Pour le savoir, ça passe par les préférences de Safari, entre _Sécurité_ et _Avancées_ il peut y avoir une icône _Extensions_.


----------



## Fmparis (16 Novembre 2011)

Re-bonjour,


.... comme j'ai dis plus haut, moi je n'ai aucun souci pour me connecter à "ameli" et je n'ai acune extension installé. Donc je ne crois vraiment pas que se soit une question d'extension.

As-tu regardé le coupe-feu ? Et aussi, éventuellement, Little-Snitch si tu en as installé ?

As-tu efface les "cache" et les "cookies" ?

A+


----------



## Polo35230 (16 Novembre 2011)

Bonjour,

Alors, chez moi, ça marche avec Safari (sans extensions)

Que se passe-t-il exactement,
Tu as la page d'accueil, tu clique sur "mon compte", et après du rentres ton numéro de sécu et ton code confidentiel?
Tu dis qu' "une page s'ouvre, et puis plus rien". Ca veut dire page blanche?

Peut-être, dans les préférences de Safari--confidentialité, faire un essai en autorisant les cookies (cocher jamais); ameli en installe un!

Autrement, l'idée de bip815 était bonne, ça aurait permis de savoir si le pb est lié au navigateur ou pas...


----------



## r e m y (16 Novembre 2011)

Chez moi le site ameli est toujours accessible avec Safari.
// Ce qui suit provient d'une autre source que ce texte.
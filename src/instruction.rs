//! Bit-level grammar of CHIP-8 opcodes, shared by the runtime, the assembler and the
//! disassembler.

/// Which operand fields an instruction packs into its 16 bits.
#[derive(Clone, Copy, PartialEq, Eq, Debug, Default)]
pub enum Encoding {
    #[default]
    None,
    /// `_nnn`
    Address,
    /// `_x__`
    Destination,
    /// `_xkk`
    DestinationByte,
    /// `_xy_`
    DestinationSource,
    /// `_xyn`
    DestinationSourceNibble,
}

#[derive(Clone, Copy, PartialEq, Eq, Debug, Default)]
pub enum Kind {
    #[default]
    Unknown,
    Cls,
    Ret,
    Jp,
    /// `JP V0, addr`
    JpV0,
    Call,
    Se,
    Sne,
    Ld,
    Add,
    Or,
    And,
    Xor,
    Sub,
    Shr,
    Subn,
    Shl,
    Rnd,
    Drw,
    Skp,
    Sknp,
    /// `LD F, Vx`
    LdFont,
    /// `LD B, Vx`
    LdBcd,
    /// `LD I, addr`
    LdI,
    /// `LD [I], Vx`
    LdStore,
    /// `LD Vx, [I]`
    LdLoad,
    /// `LD Vx, DT`
    LdGetDt,
    /// `LD Vx, K`
    LdKey,
    /// `LD DT, Vx`
    LdSetDt,
    /// `LD ST, Vx`
    LdSetSt,
    /// `ADD I, Vx`
    AddI,
}

impl Kind {
    /// Mnemonic shared by assembly source and disassembly output.
    pub fn name(self) -> &'static str {
        match self {
            Kind::Unknown => "???",
            Kind::Cls => "CLS",
            Kind::Ret => "RET",
            Kind::Jp | Kind::JpV0 => "JP",
            Kind::Call => "CALL",
            Kind::Se => "SE",
            Kind::Sne => "SNE",
            Kind::Ld
            | Kind::LdFont
            | Kind::LdBcd
            | Kind::LdI
            | Kind::LdStore
            | Kind::LdLoad
            | Kind::LdGetDt
            | Kind::LdKey
            | Kind::LdSetDt
            | Kind::LdSetSt => "LD",
            Kind::Add | Kind::AddI => "ADD",
            Kind::Or => "OR",
            Kind::And => "AND",
            Kind::Xor => "XOR",
            Kind::Sub => "SUB",
            Kind::Shr => "SHR",
            Kind::Subn => "SUBN",
            Kind::Shl => "SHL",
            Kind::Rnd => "RND",
            Kind::Drw => "DRW",
            Kind::Skp => "SKP",
            Kind::Sknp => "SKNP",
        }
    }
}

/// Sub-opcodes of the `8xy_` family, indexed by the low nibble.
const ALU_TABLE: [Kind; 16] = [
    Kind::Ld,      // 0x0
    Kind::Or,      // 0x1
    Kind::And,     // 0x2
    Kind::Xor,     // 0x3
    Kind::Add,     // 0x4
    Kind::Sub,     // 0x5
    Kind::Shr,     // 0x6
    Kind::Subn,    // 0x7
    Kind::Unknown, // 0x8
    Kind::Unknown, // 0x9
    Kind::Unknown, // 0xA
    Kind::Unknown, // 0xB
    Kind::Unknown, // 0xC
    Kind::Unknown, // 0xD
    Kind::Shl,     // 0xE
    Kind::Unknown, // 0xF
];

/// Sub-opcodes of the `Fx__` family, indexed by the low seven bits.
const CTRL_TABLE: [Kind; 128] = {
    let mut table = [Kind::Unknown; 128];
    table[0x07] = Kind::LdGetDt;
    table[0x0A] = Kind::LdKey;
    table[0x15] = Kind::LdSetDt;
    table[0x18] = Kind::LdSetSt;
    table[0x1E] = Kind::AddI;
    table[0x29] = Kind::LdFont;
    table[0x33] = Kind::LdBcd;
    table[0x55] = Kind::LdStore;
    table[0x65] = Kind::LdLoad;
    table
};

/// A decoded (or about to be encoded) instruction.
///
/// Only the fields selected by `encoding` are meaningful; the rest are zero when produced by
/// [`Instruction::decode`].
#[derive(Clone, Copy, PartialEq, Eq, Debug, Default)]
pub struct Instruction {
    pub kind: Kind,
    pub encoding: Encoding,
    pub dst: u8,
    pub src: u8,
    /// Immediate byte, or the 4-bit row count for `DRW`.
    pub byte: u8,
    pub address: u16,
}

impl Instruction {
    pub fn new(kind: Kind, encoding: Encoding) -> Self {
        Instruction {
            kind,
            encoding,
            ..Default::default()
        }
    }

    pub fn with_dst(mut self, dst: u8) -> Self {
        self.dst = dst & 0xF;
        self
    }

    pub fn with_src(mut self, src: u8) -> Self {
        self.src = src & 0xF;
        self
    }

    pub fn with_byte(mut self, byte: u8) -> Self {
        self.byte = byte;
        self
    }

    pub fn with_address(mut self, address: u16) -> Self {
        self.address = address & 0xFFF;
        self
    }

    /// Decode any 16-bit word. Never fails: unmapped words become [`Kind::Unknown`].
    pub fn decode(word: u16) -> Self {
        let opcode = word >> 12;
        let dst = ((word >> 8) & 0xF) as u8;
        let src = ((word >> 4) & 0xF) as u8;
        let byte = (word & 0xFF) as u8;
        let address = word & 0xFFF;

        use Encoding as E;
        let (kind, encoding) = match opcode {
            0x0 => match byte {
                0xE0 => (Kind::Cls, E::None),
                0xEE => (Kind::Ret, E::None),
                _ => (Kind::Unknown, E::None),
            },
            0x1 => (Kind::Jp, E::Address),
            0x2 => (Kind::Call, E::Address),
            0x3 => (Kind::Se, E::DestinationByte),
            0x4 => (Kind::Sne, E::DestinationByte),
            0x5 => (Kind::Se, E::DestinationSource),
            0x6 => (Kind::Ld, E::DestinationByte),
            0x7 => (Kind::Add, E::DestinationByte),
            0x8 => (ALU_TABLE[(byte & 0xF) as usize], E::DestinationSource),
            0x9 => (Kind::Sne, E::DestinationSource),
            0xA => (Kind::LdI, E::Address),
            0xB => (Kind::JpV0, E::Address),
            0xC => (Kind::Rnd, E::DestinationByte),
            0xD => (Kind::Drw, E::DestinationSourceNibble),
            0xE => match byte {
                0x9E => (Kind::Skp, E::Destination),
                0xA1 => (Kind::Sknp, E::Destination),
                _ => (Kind::Unknown, E::None),
            },
            _ => (CTRL_TABLE[(byte & 0x7F) as usize], E::Destination),
        };

        if kind == Kind::Unknown {
            return Instruction::default();
        }

        let mut ins = Instruction::new(kind, encoding);
        match encoding {
            E::None => {}
            E::Address => ins.address = address,
            E::Destination => ins.dst = dst,
            E::DestinationByte => {
                ins.dst = dst;
                ins.byte = byte;
            }
            E::DestinationSource => {
                ins.dst = dst;
                ins.src = src;
            }
            E::DestinationSourceNibble => {
                ins.dst = dst;
                ins.src = src;
                ins.byte = byte & 0xF;
            }
        }
        ins
    }

    /// Fixed bits of the opcode for this kind/encoding pair, before operands are packed in.
    fn base_opcode(&self) -> Option<u16> {
        use Encoding as E;
        let base = match (self.kind, self.encoding) {
            (Kind::Cls, E::None) => 0x00E0,
            (Kind::Ret, E::None) => 0x00EE,
            (Kind::Jp, E::Address) => 0x1000,
            (Kind::Call, E::Address) => 0x2000,
            (Kind::Se, E::DestinationByte) => 0x3000,
            (Kind::Sne, E::DestinationByte) => 0x4000,
            (Kind::Se, E::DestinationSource) => 0x5000,
            (Kind::Ld, E::DestinationByte) => 0x6000,
            (Kind::Add, E::DestinationByte) => 0x7000,
            (Kind::Ld, E::DestinationSource) => 0x8000,
            (Kind::Or, E::DestinationSource) => 0x8001,
            (Kind::And, E::DestinationSource) => 0x8002,
            (Kind::Xor, E::DestinationSource) => 0x8003,
            (Kind::Add, E::DestinationSource) => 0x8004,
            (Kind::Sub, E::DestinationSource) => 0x8005,
            (Kind::Shr, E::DestinationSource) => 0x8006,
            (Kind::Subn, E::DestinationSource) => 0x8007,
            (Kind::Shl, E::DestinationSource) => 0x800E,
            (Kind::Sne, E::DestinationSource) => 0x9000,
            (Kind::LdI, E::Address) => 0xA000,
            (Kind::JpV0, E::Address) => 0xB000,
            (Kind::Rnd, E::DestinationByte) => 0xC000,
            (Kind::Drw, E::DestinationSourceNibble) => 0xD000,
            (Kind::Skp, E::Destination) => 0xE09E,
            (Kind::Sknp, E::Destination) => 0xE0A1,
            (Kind::LdGetDt, E::Destination) => 0xF007,
            (Kind::LdKey, E::Destination) => 0xF00A,
            (Kind::LdSetDt, E::Destination) => 0xF015,
            (Kind::LdSetSt, E::Destination) => 0xF018,
            (Kind::AddI, E::Destination) => 0xF01E,
            (Kind::LdFont, E::Destination) => 0xF029,
            (Kind::LdBcd, E::Destination) => 0xF033,
            (Kind::LdStore, E::Destination) => 0xF055,
            (Kind::LdLoad, E::Destination) => 0xF065,
            _ => return None,
        };
        Some(base)
    }

    /// Pack this instruction into its 16-bit word.
    ///
    /// Returns `None` for [`Kind::Unknown`] and for kind/encoding pairs with no opcode
    /// (e.g. `OR` with an immediate).
    pub fn encode(&self) -> Option<u16> {
        let base = self.base_opcode()?;
        let dst = (self.dst as u16 & 0xF) << 8;
        let src = (self.src as u16 & 0xF) << 4;
        let operands = match self.encoding {
            Encoding::None => 0,
            Encoding::Address => self.address & 0xFFF,
            Encoding::Destination => dst,
            Encoding::DestinationByte => dst | self.byte as u16,
            Encoding::DestinationSource => dst | src,
            Encoding::DestinationSourceNibble => dst | src | (self.byte as u16 & 0xF),
        };
        Some(base | operands)
    }

    pub fn name(&self) -> &'static str {
        self.kind.name()
    }
}
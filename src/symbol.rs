use std::fmt;

use fxhash::FxBuildHasher;
use indexmap::IndexMap;

type FxMap<K, V> = IndexMap<K, V, FxBuildHasher>;

/// Reserved symbol, rebound to the address of the line being assembled.
pub const CURRENT_ADDRESS: &str = "$";

/// Symbol table of label -> memory address, built incrementally during assembly.
///
/// Labels are case-insensitive and keep their definition order.
#[derive(Clone, Debug, Default)]
pub struct SymbolTable {
    map: FxMap<String, u16>,
}

impl SymbolTable {
    pub fn new() -> Self {
        SymbolTable {
            map: IndexMap::with_hasher(FxBuildHasher::default()),
        }
    }

    /// Rebind `$` to `addr`.
    pub fn set_current(&mut self, addr: u16) {
        self.map.insert(CURRENT_ADDRESS.to_string(), addr & 0xFFF);
    }

    /// Bind `name` to `addr`. A label can only be bound once; the existing address is
    /// returned as the error otherwise.
    pub fn define(&mut self, name: &str, addr: u16) -> Result<(), u16> {
        let key = name.to_ascii_uppercase();
        if let Some(existing) = self.map.get(&key) {
            return Err(*existing);
        }
        self.map.insert(key, addr & 0xFFF);
        Ok(())
    }

    pub fn get(&self, name: &str) -> Option<u16> {
        self.map.get(&name.to_ascii_uppercase()).copied()
    }

    /// Labels in definition order, excluding `$`.
    pub fn labels(&self) -> impl Iterator<Item = (&str, u16)> {
        self.map
            .iter()
            .filter(|(name, _)| name.as_str() != CURRENT_ADDRESS)
            .map(|(name, addr)| (name.as_str(), *addr))
    }
}

/// One of the 16 general purpose registers `V0`-`VF`.
#[derive(Clone, Copy, PartialEq, Eq, PartialOrd, Ord, Hash, Debug)]
pub struct Register(u8);

impl Register {
    /// Flag register, written by arithmetic, shifts and `DRW`.
    pub const VF: Register = Register(0xF);

    pub fn new(idx: u8) -> Option<Self> {
        (idx < 16).then_some(Register(idx))
    }

    pub fn index(self) -> u8 {
        self.0
    }
}

impl fmt::Display for Register {
    fn fmt(&self, f: &mut fmt::Formatter<'_>) -> fmt::Result {
        write!(f, "V{:X}", self.0)
    }
}
// Assembling
mod air;
pub use air::{Air, AirStmt};
mod assembler;
pub use assembler::{assemble, assemble_at, Assembler, DEFAULT_ORIGIN};
mod lexer;
pub use lexer::{tokenize, Keyword, Token, TokenKind};
mod symbol;
pub use symbol::{Register, SymbolTable};

mod error;
mod span;
pub use span::Span;

// Instruction set
mod instruction;
pub use instruction::{Encoding, Instruction, Kind};
mod disassembler;
pub use disassembler::{disassemble, Disassembler};

// Running
mod display;
pub use display::Display;
mod quirks;
pub use quirks::Quirks;
mod runtime;
pub use runtime::{Vm, MEMORY_SIZE};

/// Amount of lines to show as context, each side of focus line (line containing span).
pub const DIAGNOSTIC_CONTEXT_LINES: usize = 8;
Je viens de refaire l'essai


----------



## Yuki Nagadowa (16 Novembre 2011)

Merci à vous tous et désolée de vous avoir donné tant de peine à devoir me dépanner
mais je viens de réessayaer et là magie ça fonctionne

je pense que c'était un bug car ce matin après avoir entré mes identifiants
n° de ss + mdp confidentiel, je suis arrivée sur une page blanche où il n'y avait pas de menu, ni de de barre de titre juste une case avec marquée "aide" j'ai cliqué dessus, et là une page avec un langage incompréhensible s'est ouverte (c'était du java), j'ai tt fermé.

mais ce soir ça fonctionne, peut-être un bug de la sécurité sociale. ils ont dû s'en appercevoir et faire un refresh/reboot de leur serveur.

Merci encore


----------